Somewhere in Castle Abdul, Queen Paula is sipping from a giant Pepsi cup and patting her chihuahuas on the head. “We did it! We did it!” she cackles, as she rests her tired, speed-dialing hands in a vat of Epsom salts. Okay, maybe not. But sugar, American Idol appears to be going down, if the Paula-free first week of the show’s season 9 semifinals — particularly tonight’s baffling results show — is any indicator. [SPOILERS AHEAD, West coasters, so bow out now if you don’t want to know who got booted.] Seriously, America, Tim ”I can’t do falsetto so I chose ‘Apologize'” Urban over Joe “Hey, I hit 88% of my notes and this is what I get?”Muñoz? And Jermayyyy-ayyy-eee-aaay-ayyy-ee-ayy-ehhh-oh-ah-aaayyy-nnnuh Sellers over Tyler “sex on a stick” Grady? Computer says “no.”
And on the women’s side, while the results were slightly less shocking and offensive, I’d still have preferred to give Janell “trembling hands” Wheeler a second shot over Lacey “Stevie Nicks is having a hit put out on me right this second” Brown or Paige “quite possibly holding her singing doppelganger hostage as part of a deranged prank” Miles. ARGH! Only the sensible ouster of Ashley “America suddenly hates pretty girls” Rodriguez is stopping me from giving the nation a quadruple side-eye.

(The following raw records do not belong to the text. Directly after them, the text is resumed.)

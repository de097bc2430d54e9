//! OAuth2 mutual-TLS client authentication (RFC 8705).
//!
//! An attempt runs through a fixed pipeline, each stage producing the type
//! the next one consumes:
//!
//! ```text
//! PeerCertificates ──extract──▶ CertificateChain
//!        ──select──▶ ClientAuthenticationMethod
//!        ──bind────▶ BoundClient          (registry lookup, bounded)
//!        ──validate▶ ValidatedClient      (pin / chain + subject / revocation)
//!        ──assemble▶ ClientAuthentication (x5t#S256 thumbprint)
//! ```
//!
//! No chain means mutual TLS does not apply and the caller should try its
//! other authentication methods. Once a chain is present the method is fixed
//! by the chain length and there is no fallback.

pub mod audit;
pub mod binder;
pub mod chain;
pub mod dn;
pub mod error;
pub mod method;
pub mod params;
pub mod registry;
pub mod result;
pub mod revocation;
pub mod thumbprint;
pub mod trust_store;
pub mod validator;

use std::sync::Arc;
use std::time::Duration;

use axum::http::Extensions;
use tracing::{debug, instrument};

pub use chain::{CertificateChain, PeerCertificates};
pub use dn::{DistinguishedName, DnPattern};
pub use error::{AuthenticationError, ErrorCode, FailureReason, OAuth2Error, RequestFault};
pub use method::ClientAuthenticationMethod;
pub use params::{AdditionalParameters, ParameterValue, RequestParameters};
pub use registry::{
    ClientRegistry, ClientTrust, InMemoryClientRegistry, RegisteredClient, SubjectMatcher,
};
pub use result::ClientAuthentication;
pub use revocation::{RevocationChecker, RevocationPolicy, RevocationStatus};
pub use thumbprint::{CertificateConfirmation, x5t_s256};
pub use trust_store::{StaticTrustStore, TrustAnchors, TrustStore};

use self::audit::AuditEvent;
use self::revocation::OnlineRevocation;
use self::validator::CertificateValidator;
use crate::config::{Config, TimeoutConfig};

/// Input of one authentication attempt.
#[derive(Debug, Clone, Default)]
pub struct AuthenticationRequest {
    parameters: RequestParameters,
    chain: Option<CertificateChain>,
}

impl AuthenticationRequest {
    /// Request with explicit parameters and peer chain.
    #[must_use]
    pub fn new(parameters: RequestParameters, chain: Option<CertificateChain>) -> Self {
        Self { parameters, chain }
    }

    /// Request whose chain comes from the connection layer's
    /// [`PeerCertificates`] extension.
    #[must_use]
    pub fn from_extensions(parameters: RequestParameters, extensions: &Extensions) -> Self {
        Self::new(parameters, chain::extract(extensions))
    }

    /// Request parameters.
    #[must_use]
    pub fn parameters(&self) -> &RequestParameters {
        &self.parameters
    }

    /// Peer chain, if the client presented one.
    #[must_use]
    pub fn chain(&self) -> Option<&CertificateChain> {
        self.chain.as_ref()
    }
}

/// Result of an attempt that did not fail.
#[derive(Debug, Clone)]
pub enum AuthenticationOutcome {
    /// No client certificate; another authentication method should run.
    NotApplicable,
    /// The client is authenticated.
    Authenticated(Box<ClientAuthentication>),
}

impl AuthenticationOutcome {
    /// The authentication, if any.
    #[must_use]
    pub fn into_authenticated(self) -> Option<ClientAuthentication> {
        match self {
            Self::Authenticated(auth) => Some(*auth),
            Self::NotApplicable => None,
        }
    }

    /// `true` for [`AuthenticationOutcome::Authenticated`].
    #[must_use]
    pub fn is_authenticated(&self) -> bool {
        matches!(self, Self::Authenticated(_))
    }
}

/// The client certificate authentication engine.
///
/// Holds no per-request state; share it behind an `Arc` across tasks.
#[derive(Clone)]
pub struct ClientCertificateAuthenticator {
    registry: Arc<dyn ClientRegistry>,
    validator: CertificateValidator,
    timeouts: TimeoutConfig,
}

impl std::fmt::Debug for ClientCertificateAuthenticator {
    fn fmt(&self, f: &mut std::fmt::Formatter<'_>) -> std::fmt::Result {
        f.debug_struct("ClientCertificateAuthenticator")
            .field("validator", &self.validator)
            .field("timeouts", &self.timeouts)
            .finish_non_exhaustive()
    }
}

impl ClientCertificateAuthenticator {
    /// Engine over a registry and trust store.
    #[must_use]
    pub fn new(
        registry: Arc<dyn ClientRegistry>,
        trust_store: Arc<dyn TrustStore>,
        timeouts: TimeoutConfig,
    ) -> Self {
        Self {
            registry,
            validator: CertificateValidator::new(trust_store, timeouts.trust_store),
            timeouts,
        }
    }

    /// Build the engine from configuration: in-memory registry from the
    /// `clients` section, trust anchors and CRLs from `trust` and
    /// `revocation`.
    ///
    /// # Errors
    ///
    /// Returns an error when a client entry is invalid or PEM material cannot
    /// be loaded.
    pub fn from_config(config: &Config) -> crate::Result<Self> {
        let registry = InMemoryClientRegistry::from_config(&config.clients)?;
        let trust_store = StaticTrustStore::from_config(config)?;
        Ok(Self::new(
            Arc::new(registry),
            Arc::new(trust_store),
            config.timeouts.clone(),
        ))
    }

    /// Consult `checker` after chain verification, applying `policy` when it
    /// cannot give an answer. Bounded by the revocation timeout.
    #[must_use]
    pub fn with_revocation_checker(
        mut self,
        checker: Arc<dyn RevocationChecker>,
        policy: RevocationPolicy,
    ) -> Self {
        let online = OnlineRevocation::new(checker, policy, self.timeouts.revocation);
        self.validator = self.validator.with_revocation(online);
        self
    }

    /// Authenticate the client behind `request`.
    ///
    /// # Errors
    ///
    /// - `InvalidRequest` when `client_id` is missing, empty or repeated.
    /// - `InvalidClient` for an unknown client, a method mismatch, any
    ///   certificate validation failure, or a lookup timeout.
    /// - `ServerError` when the registry or trust store fails.
    #[instrument(skip_all, fields(client_id, method))]
    pub async fn authenticate(
        &self,
        request: &AuthenticationRequest,
    ) -> Result<AuthenticationOutcome, AuthenticationError> {
        let Some(chain) = request.chain() else {
            debug!("No client certificate, mTLS not applicable");
            return Ok(AuthenticationOutcome::NotApplicable);
        };
        let method = ClientAuthenticationMethod::select(chain);
        tracing::Span::current().record("method", method.as_str());

        let client_id = match request.parameters().client_id() {
            Ok(client_id) => client_id,
            Err(fault) => {
                let err = AuthenticationError::from(fault);
                audit::emit(&AuditEvent::failed(&err, None, Some(method)));
                return Err(err);
            }
        };
        tracing::Span::current().record("client_id", client_id);

        match self.attempt(request.parameters(), chain, client_id, method).await {
            Ok(auth) => {
                audit::emit(&AuditEvent::authenticated(&auth));
                Ok(AuthenticationOutcome::Authenticated(Box::new(auth)))
            }
            Err(err) => {
                audit::emit(&AuditEvent::failed(&err, Some(client_id), Some(method)));
                Err(err)
            }
        }
    }

    async fn attempt(
        &self,
        parameters: &RequestParameters,
        chain: &CertificateChain,
        client_id: &str,
        method: ClientAuthenticationMethod,
    ) -> Result<ClientAuthentication, AuthenticationError> {
        let additional = params::authorization_code_parameters(parameters, &[params::CLIENT_ID]);
        let bound = binder::bind(
            self.registry.as_ref(),
            client_id,
            method,
            self.registry_timeout(),
        )
        .await?;
        let validated = self.validator.validate(bound, chain).await?;
        Ok(result::assemble(validated, additional))
    }

    fn registry_timeout(&self) -> Duration {
        self.timeouts.registry
    }
}

#[cfg(test)]
mod tests {
    use rcgen::{CertificateParams, KeyPair};
    use rustls::pki_types::CertificateDer;

    use super::*;

    fn self_signed() -> CertificateDer<'static> {
        let key = KeyPair::generate().unwrap();
        CertificateParams::new(vec!["device.local".to_string()])
            .unwrap()
            .self_signed(&key)
            .unwrap()
            .der()
            .clone()
    }

    fn engine_with_device(pin: CertificateDer<'static>) -> ClientCertificateAuthenticator {
        let registry = InMemoryClientRegistry::new();
        registry.register(RegisteredClient {
            client_id: "device".into(),
            trust: ClientTrust::PinnedCertificates(vec![pin]),
            certificate_bound_access_tokens: true,
        });
        ClientCertificateAuthenticator::new(
            Arc::new(registry),
            Arc::new(StaticTrustStore::new(TrustAnchors::empty())),
            TimeoutConfig::default(),
        )
    }

    fn request(pairs: &[(&str, &str)], chain: Option<CertificateChain>) -> AuthenticationRequest {
        AuthenticationRequest::new(RequestParameters::from_pairs(pairs.iter().copied()), chain)
    }

    #[tokio::test]
    async fn no_chain_is_not_applicable() {
        let engine = engine_with_device(self_signed());
        let outcome = engine
            .authenticate(&request(&[("client_id", "device")], None))
            .await
            .unwrap();
        assert!(!outcome.is_authenticated());
        assert!(outcome.into_authenticated().is_none());
    }

    #[tokio::test]
    async fn no_chain_wins_over_missing_client_id() {
        let engine = engine_with_device(self_signed());
        let outcome = engine.authenticate(&request(&[], None)).await;
        assert!(matches!(outcome, Ok(AuthenticationOutcome::NotApplicable)));
    }

    #[tokio::test]
    async fn pinned_device_authenticates_with_thumbprint() {
        // GIVEN: a device pinned to its self-signed certificate
        let pin = self_signed();
        let engine = engine_with_device(pin.clone());

        // WHEN: it presents exactly that certificate
        let chain = CertificateChain::new(vec![pin.clone()]).unwrap();
        let auth = engine
            .authenticate(&request(&[("client_id", "device")], Some(chain)))
            .await
            .unwrap()
            .into_authenticated()
            .unwrap();

        // THEN: the result is bound to the certificate
        assert_eq!(auth.client_id(), "device");
        assert_eq!(auth.method(), ClientAuthenticationMethod::SelfSignedTlsClientAuth);
        assert_eq!(auth.thumbprint(), x5t_s256(&pin));
        assert_eq!(
            auth.cnf_claim(),
            Some(serde_json::json!({ "x5t#S256": x5t_s256(&pin) }))
        );
        assert!(auth.additional_parameters().is_empty());
    }

    #[tokio::test]
    async fn authorization_code_parameters_are_carried_through() {
        let pin = self_signed();
        let engine = engine_with_device(pin.clone());
        let chain = CertificateChain::new(vec![pin]).unwrap();
        let req = request(
            &[
                ("client_id", "device"),
                ("grant_type", "authorization_code"),
                ("code", "abc123"),
                ("redirect_uri", "https://device.example/cb"),
            ],
            Some(chain),
        );

        let auth = engine
            .authenticate(&req)
            .await
            .unwrap()
            .into_authenticated()
            .unwrap();
        let params = auth.additional_parameters();
        assert_eq!(params.get("code"), Some(&ParameterValue::Single("abc123".into())));
        assert!(params.contains_key("redirect_uri"));
        assert!(!params.contains_key("client_id"));
    }

    #[tokio::test]
    async fn duplicate_client_id_is_invalid_request_before_certificate_work() {
        let engine = engine_with_device(self_signed());
        let chain = CertificateChain::new(vec![self_signed()]).unwrap();
        let err = engine
            .authenticate(&request(
                &[("client_id", "device"), ("client_id", "other")],
                Some(chain),
            ))
            .await
            .unwrap_err();
        assert_eq!(err.code(), ErrorCode::InvalidRequest);
    }

    #[tokio::test]
    async fn request_built_from_extensions_uses_peer_certificates() {
        let pin = self_signed();
        let engine = engine_with_device(pin.clone());
        let mut extensions = Extensions::new();
        extensions.insert(PeerCertificates::from(vec![pin]));

        let req = AuthenticationRequest::from_extensions(
            RequestParameters::from_pairs([("client_id", "device")]),
            &extensions,
        );
        assert!(engine.authenticate(&req).await.unwrap().is_authenticated());
    }
}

What did you think of tonight’s Idol results show? Did the wrong people go home? Did you notice that dropped audio toward the end of the show? (Click here to get EW’s exclusive on-the-scene explanation of which Idol got bleeped.) Who got luckiest out of the surviving 20 singers? Which cuts were totally deserved? And finally, were the fan-freaking-tastic cameo appearances by Allison “‘Scars‘ had better go Billboard Top 10″ Iraheta and Kris “he’s even cuter when he’s holding a babeh” Allen enough to soothe the savage beast within? Sound off in the comments below, then click over for my detailed American Idol TV Watch recap. And to get all my Idol updates, follow me on Twitter @EWMichaelSlezak!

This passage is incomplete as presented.